▶ Saved entries
.....

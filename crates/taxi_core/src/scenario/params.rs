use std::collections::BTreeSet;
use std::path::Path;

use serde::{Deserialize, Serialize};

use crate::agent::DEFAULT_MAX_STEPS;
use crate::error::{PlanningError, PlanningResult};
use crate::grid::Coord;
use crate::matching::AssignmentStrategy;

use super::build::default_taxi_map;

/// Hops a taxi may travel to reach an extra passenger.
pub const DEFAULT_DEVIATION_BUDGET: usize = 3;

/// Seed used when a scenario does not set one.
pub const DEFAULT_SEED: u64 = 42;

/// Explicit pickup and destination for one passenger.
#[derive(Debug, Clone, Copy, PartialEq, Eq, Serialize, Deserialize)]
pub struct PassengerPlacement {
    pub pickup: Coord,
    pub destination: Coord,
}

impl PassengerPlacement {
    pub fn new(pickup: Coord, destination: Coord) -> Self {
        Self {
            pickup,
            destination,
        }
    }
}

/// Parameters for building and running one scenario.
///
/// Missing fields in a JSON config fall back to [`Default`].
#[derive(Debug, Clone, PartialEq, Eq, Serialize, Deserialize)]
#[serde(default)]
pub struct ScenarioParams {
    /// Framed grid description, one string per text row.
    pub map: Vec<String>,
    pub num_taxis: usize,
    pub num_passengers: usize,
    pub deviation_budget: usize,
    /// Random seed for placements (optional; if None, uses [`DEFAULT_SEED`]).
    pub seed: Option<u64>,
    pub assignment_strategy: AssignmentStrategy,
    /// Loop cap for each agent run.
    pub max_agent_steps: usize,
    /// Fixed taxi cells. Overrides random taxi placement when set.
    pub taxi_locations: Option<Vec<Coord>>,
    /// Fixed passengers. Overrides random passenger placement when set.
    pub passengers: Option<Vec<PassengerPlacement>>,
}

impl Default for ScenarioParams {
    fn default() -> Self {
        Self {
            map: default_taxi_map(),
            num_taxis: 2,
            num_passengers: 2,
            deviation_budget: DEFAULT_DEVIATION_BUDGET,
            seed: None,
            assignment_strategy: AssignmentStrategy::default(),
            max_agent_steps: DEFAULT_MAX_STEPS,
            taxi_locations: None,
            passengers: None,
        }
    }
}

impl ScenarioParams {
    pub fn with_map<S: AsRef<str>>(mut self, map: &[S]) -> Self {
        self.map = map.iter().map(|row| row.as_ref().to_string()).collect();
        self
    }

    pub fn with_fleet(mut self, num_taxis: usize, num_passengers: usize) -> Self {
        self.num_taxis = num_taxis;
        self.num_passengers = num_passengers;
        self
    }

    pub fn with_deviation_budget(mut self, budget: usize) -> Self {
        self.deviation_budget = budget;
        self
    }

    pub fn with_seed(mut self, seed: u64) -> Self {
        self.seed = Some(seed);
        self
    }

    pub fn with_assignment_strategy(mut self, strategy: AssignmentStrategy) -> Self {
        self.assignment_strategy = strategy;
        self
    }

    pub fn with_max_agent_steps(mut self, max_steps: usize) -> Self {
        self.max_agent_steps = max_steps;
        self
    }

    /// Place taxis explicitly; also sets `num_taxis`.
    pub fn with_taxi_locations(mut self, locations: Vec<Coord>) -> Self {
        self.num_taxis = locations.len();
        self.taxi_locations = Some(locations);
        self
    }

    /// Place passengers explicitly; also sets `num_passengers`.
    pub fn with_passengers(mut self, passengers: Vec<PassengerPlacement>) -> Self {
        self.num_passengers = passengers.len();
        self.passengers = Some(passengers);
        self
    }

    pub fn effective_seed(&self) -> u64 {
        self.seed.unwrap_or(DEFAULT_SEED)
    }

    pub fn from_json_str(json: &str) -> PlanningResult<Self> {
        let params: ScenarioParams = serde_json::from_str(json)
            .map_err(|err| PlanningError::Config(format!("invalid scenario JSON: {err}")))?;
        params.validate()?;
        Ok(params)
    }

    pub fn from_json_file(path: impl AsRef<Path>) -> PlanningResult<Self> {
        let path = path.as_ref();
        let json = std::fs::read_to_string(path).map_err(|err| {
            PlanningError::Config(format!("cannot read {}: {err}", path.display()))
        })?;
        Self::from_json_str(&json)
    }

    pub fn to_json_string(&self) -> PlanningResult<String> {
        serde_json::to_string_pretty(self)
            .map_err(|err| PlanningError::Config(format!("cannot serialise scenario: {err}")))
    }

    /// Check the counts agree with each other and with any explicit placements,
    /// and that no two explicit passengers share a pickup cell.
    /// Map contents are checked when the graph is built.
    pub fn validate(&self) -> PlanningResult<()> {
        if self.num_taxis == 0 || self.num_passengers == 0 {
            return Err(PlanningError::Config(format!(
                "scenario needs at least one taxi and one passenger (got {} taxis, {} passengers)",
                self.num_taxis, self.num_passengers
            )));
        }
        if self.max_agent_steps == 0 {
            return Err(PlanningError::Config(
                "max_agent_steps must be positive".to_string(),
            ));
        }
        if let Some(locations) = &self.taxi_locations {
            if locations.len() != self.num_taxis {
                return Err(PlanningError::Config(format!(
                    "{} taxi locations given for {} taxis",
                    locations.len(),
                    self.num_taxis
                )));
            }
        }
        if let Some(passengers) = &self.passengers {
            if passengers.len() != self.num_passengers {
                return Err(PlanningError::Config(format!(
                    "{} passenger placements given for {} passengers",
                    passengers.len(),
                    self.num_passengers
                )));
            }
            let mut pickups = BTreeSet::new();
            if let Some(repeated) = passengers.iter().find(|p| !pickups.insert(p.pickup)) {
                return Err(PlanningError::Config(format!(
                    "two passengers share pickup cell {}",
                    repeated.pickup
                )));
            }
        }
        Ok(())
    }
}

.....

▶ Work item
When transcribing the data, keep every line exactly as it is.

▶ Expected answer
filename crates/taxi_core/src/scenario/params.rs
use std::collections::BTreeSet;
use std::path::Path;

use serde::{Deserialize, Serialize};

use crate::agent::DEFAULT_MAX_STEPS;
use crate::error::{PlanningError, PlanningResult};
use crate::grid::Coord;
use crate::matching::AssignmentStrategy;

use super::build::default_taxi_map;

/// Hops a taxi may travel to reach an extra passenger.
pub const DEFAULT_DEVIATION_BUDGET: usize = 3;

/// Seed used when a scenario does not set one.
pub const DEFAULT_SEED: u64 = 42;

/// Explicit pickup and destination for one passenger.
#[derive(Debug, Clone, Copy, PartialEq, Eq, Serialize, Deserialize)]
pub struct PassengerPlacement {
    pub pickup: Coord,
    pub destination: Coord,
}

impl PassengerPlacement {
    pub fn new(pickup: Coord, destination: Coord) -> Self {
        Self {
            pickup,
            destination,
        }
    }
}

/// Parameters for building and running one scenario.
///
/// Missing fields in a JSON config fall back to [`Default`].
#[derive(Debug, Clone, PartialEq, Eq, Serialize, Deserialize)]
#[serde(default)]
pub struct ScenarioParams {
    /// Framed grid description, one string per text row.
    pub map: Vec<String>,
    pub num_taxis: usize,
    pub num_passengers: usize,
    pub deviation_budget: usize,
    /// Random seed for placements (optional; if None, uses [`DEFAULT_SEED`]).
    pub seed: Option<u64>,
    pub assignment_strategy: AssignmentStrategy,
    /// Loop cap for each agent run.
    pub max_agent_steps: usize,
    /// Fixed taxi cells. Overrides random taxi placement when set.
    pub taxi_locations: Option<Vec<Coord>>,
    /// Fixed passengers. Overrides random passenger placement when set.
    pub passengers: Option<Vec<PassengerPlacement>>,
}

impl Default for ScenarioParams {
    fn default() -> Self {
        Self {
            map: default_taxi_map(),
            num_taxis: 2,
            num_passengers: 2,
            deviation_budget: DEFAULT_DEVIATION_BUDGET,
            seed: None,
            assignment_strategy: AssignmentStrategy::default(),
            max_agent_steps: DEFAULT_MAX_STEPS,
            taxi_locations: None,
            passengers: None,
        }
    }
}

impl ScenarioParams {
    pub fn with_map<S: AsRef<str>>(mut self, map: &[S]) -> Self {
        self.map = map.iter().map(|row| row.as_ref().to_string()).collect();
        self
    }

    pub fn with_fleet(mut self, num_taxis: usize, num_passengers: usize) -> Self {
        self.num_taxis = num_taxis;
        self.num_passengers = num_passengers;
        self
    }

    pub fn with_deviation_budget(mut self, budget: usize) -> Self {
        self.deviation_budget = budget;
        self
    }

    pub fn with_seed(mut self, seed: u64) -> Self {
        self.seed = Some(seed);
        self
    }

    pub fn with_assignment_strategy(mut self, strategy: AssignmentStrategy) -> Self {
        self.assignment_strategy = strategy;
        self
    }

    pub fn with_max_agent_steps(mut self, max_steps: usize) -> Self {
        self.max_agent_steps = max_steps;
        self
    }

    /// Place taxis explicitly; also sets `num_taxis`.
    pub fn with_taxi_locations(mut self, locations: Vec<Coord>) -> Self {
        self.num_taxis = locations.len();
        self.taxi_locations = Some(locations);
        self
    }

    /// Place passengers explicitly; also sets `num_passengers`.
    pub fn with_passengers(mut self, passengers: Vec<PassengerPlacement>) -> Self {
        self.num_passengers = passengers.len();
        self.passengers = Some(passengers);
        self
    }

    pub fn effective_seed(&self) -> u64 {
        self.seed.unwrap_or(DEFAULT_SEED)
    }

    pub fn from_json_str(json: &str) -> PlanningResult<Self> {
        let params: ScenarioParams = serde_json::from_str(json)
            .map_err(|err| PlanningError::Config(format!("invalid scenario JSON: {err}")))?;
        params.validate()?;
        Ok(params)
    }

    pub fn from_json_file(path: impl AsRef<Path>) -> PlanningResult<Self> {
        let path = path.as_ref();
        let json = std::fs::read_to_string(path).map_err(|err| {
            PlanningError::Config(format!("cannot read {}: {err}", path.display()))
        })?;
        Self::from_json_str(&json)
    }

    pub fn to_json_string(&self) -> PlanningResult<String> {
        serde_json::to_string_pretty(self)
            .map_err(|err| PlanningError::Config(format!("cannot serialise scenario: {err}")))
    }

    /// Check the counts agree with each other and with any explicit placements,
    /// and that no two explicit passengers share a pickup cell.
    /// Map contents are checked when the graph is built.
    pub fn validate(&self) -> PlanningResult<()> {
        if self.num_taxis == 0 || self.num_passengers == 0 {
            return Err(PlanningError::Config(format!(
                "scenario needs at least one taxi and one passenger (got {} taxis, {} passengers)",
                self.num_taxis, self.num_passengers
            )));
        }
        if self.max_agent_steps == 0 {
            return Err(PlanningError::Config(
                "max_agent_steps must be positive".to_string(),
            ));
        }
        if let Some(locations) = &self.taxi_locations {
            if locations.len() != self.num_taxis {
                return Err(PlanningError::Config(format!(
                    "{} taxi locations given for {} taxis",
                    locations.len(),
                    self.num_taxis
                )));
            }
        }
        if let Some(passengers) = &self.passengers {
            if passengers.len() != self.num_passengers {
                return Err(PlanningError::Config(format!(
                    "{} passenger placements given for {} passengers",
                    passengers.len(),
                    self.num_passengers
                )));
            }
            let mut pickups = BTreeSet::new();
            if let Some(repeated) = passengers.iter().find(|p| !pickups.insert(p.pickup)) {
                return Err(PlanningError::Config(format!(
                    "two passengers share pickup cell {}",
                    repeated.pickup
                )));
            }
        }
        Ok(())
    }
}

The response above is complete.